- To do -
Take the records below and copy them exactly.
═════ Working data ═════
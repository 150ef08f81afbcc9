use dioxus::prelude::*;

#[derive(Props, Clone, PartialEq)]
pub struct ChartHeaderProps {
    pub title: String,
    /// Short line under the title, e.g. the data source
    #[props(default = String::new())]
    pub note: String,
}

/// Section heading with an optional note.
#[component]
pub fn ChartHeader(props: ChartHeaderProps) -> Element {
    rsx! {
        div {
            style: "margin: 16px 0 8px 0;",
            h2 {
                style: "margin: 0 0 4px 0; font-size: 18px;",
                "{props.title}"
            }
            if !props.note.is_empty() {
                p {
                    style: "margin: 0; font-size: 12px; color: #666;",
                    "{props.note}"
                }
            }
        }
    }
}
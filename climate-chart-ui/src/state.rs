//! Application state managed via Dioxus context.
//!
//! `AppState` bundles all reactive signals into a single struct provided via
//! `use_context_provider`. Child components retrieve it with
//! `use_context::<AppState>()`. The selector signals mirror the filter state
//! of the browser's session in the registry; effects push every change into
//! the registry and redraw the slots it recomputed.

use climate_bindings::{SessionId, SessionRegistry};
use climate_views::{DashboardConfig, DashboardData};
use dioxus::prelude::*;
use std::sync::Arc;

/// Session id of the single viewer in a browser tab.
pub const BROWSER_SESSION: &str = "browser";

/// Starting value of both city selectors; the binding graph starts its
/// selectors from the same config field.
pub fn initial_city(config: &DashboardConfig) -> String {
    config.default_city.name().to_string()
}

#[derive(Clone, Copy)]
pub struct AppState {
    /// Dashboard registry (None until the datasets are loaded)
    pub registry: Signal<Option<Arc<SessionRegistry<DashboardData>>>>,
    /// This tab's session in the registry
    pub session: Signal<Option<SessionId>>,
    pub loading: Signal<bool>,
    pub error_msg: Signal<Option<String>>,
    /// Value of the `dropdown1` selector
    pub dropdown_city: Signal<String>,
    /// Value of the `city` radio selector
    pub radio_city: Signal<String>,
}

impl AppState {
    pub fn new(config: &DashboardConfig) -> Self {
        let default = initial_city(config);
        Self {
            registry: Signal::new(None),
            session: Signal::new(None),
            loading: Signal::new(true),
            error_msg: Signal::new(None),
            dropdown_city: Signal::new(default.clone()),
            radio_city: Signal::new(default),
        }
    }

    /// Registry and session id, once both are ready.
    pub fn active(&self) -> Option<(Arc<SessionRegistry<DashboardData>>, SessionId)> {
        let registry = self.registry.read().clone()?;
        let session = self.session.read().clone()?;
        Some((registry, session))
    }
}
═════
- Answer below -
repository 150ef08f81afbcc9
use dioxus::prelude::*;

#[derive(Props, Clone, PartialEq)]
pub struct ChartHeaderProps {
    pub title: String,
    /// Short line under the title, e.g. the data source
    #[props(default = String::new())]
    pub note: String,
}

/// Section heading with an optional note.
#[component]
pub fn ChartHeader(props: ChartHeaderProps) -> Element {
    rsx! {
        div {
            style: "margin: 16px 0 8px 0;",
            h2 {
                style: "margin: 0 0 4px 0; font-size: 18px;",
                "{props.title}"
            }
            if !props.note.is_empty() {
                p {
                    style: "margin: 0; font-size: 12px; color: #666;",
                    "{props.note}"
                }
            }
        }
    }
}
filename climate-chart-ui/src/state.rs
//! Application state managed via Dioxus context.
//!
//! `AppState` bundles all reactive signals into a single struct provided via
//! `use_context_provider`. Child components retrieve it with
//! `use_context::<AppState>()`. The selector signals mirror the filter state
//! of the browser's session in the registry; effects push every change into
//! the registry and redraw the slots it recomputed.

use climate_bindings::{SessionId, SessionRegistry};
use climate_views::{DashboardConfig, DashboardData};
use dioxus::prelude::*;
use std::sync::Arc;

/// Session id of the single viewer in a browser tab.
pub const BROWSER_SESSION: &str = "browser";

/// Starting value of both city selectors; the binding graph starts its
/// selectors from the same config field.
pub fn initial_city(config: &DashboardConfig) -> String {
    config.default_city.name().to_string()
}

#[derive(Clone, Copy)]
pub struct AppState {
    /// Dashboard registry (None until the datasets are loaded)
    pub registry: Signal<Option<Arc<SessionRegistry<DashboardData>>>>,
    /// This tab's session in the registry
    pub session: Signal<Option<SessionId>>,
    pub loading: Signal<bool>,
    pub error_msg: Signal<Option<String>>,
    /// Value of the `dropdown1` selector
    pub dropdown_city: Signal<String>,
    /// Value of the `city` radio selector
    pub radio_city: Signal<String>,
}

impl AppState {
    pub fn new(config: &DashboardConfig) -> Self {
        let default = initial_city(config);
        Self {
            registry: Signal::new(None),
            session: Signal::new(None),
            loading: Signal::new(true),
            error_msg: Signal::new(None),
            dropdown_city: Signal::new(default.clone()),
            radio_city: Signal::new(default),
        }
    }

    /// Registry and session id, once both are ready.
    pub fn active(&self) -> Option<(Arc<SessionRegistry<DashboardData>>, SessionId)> {
        let registry = self.registry.read().clone()?;
        let session = self.session.read().clone()?;
        Some((registry, session))
    }
}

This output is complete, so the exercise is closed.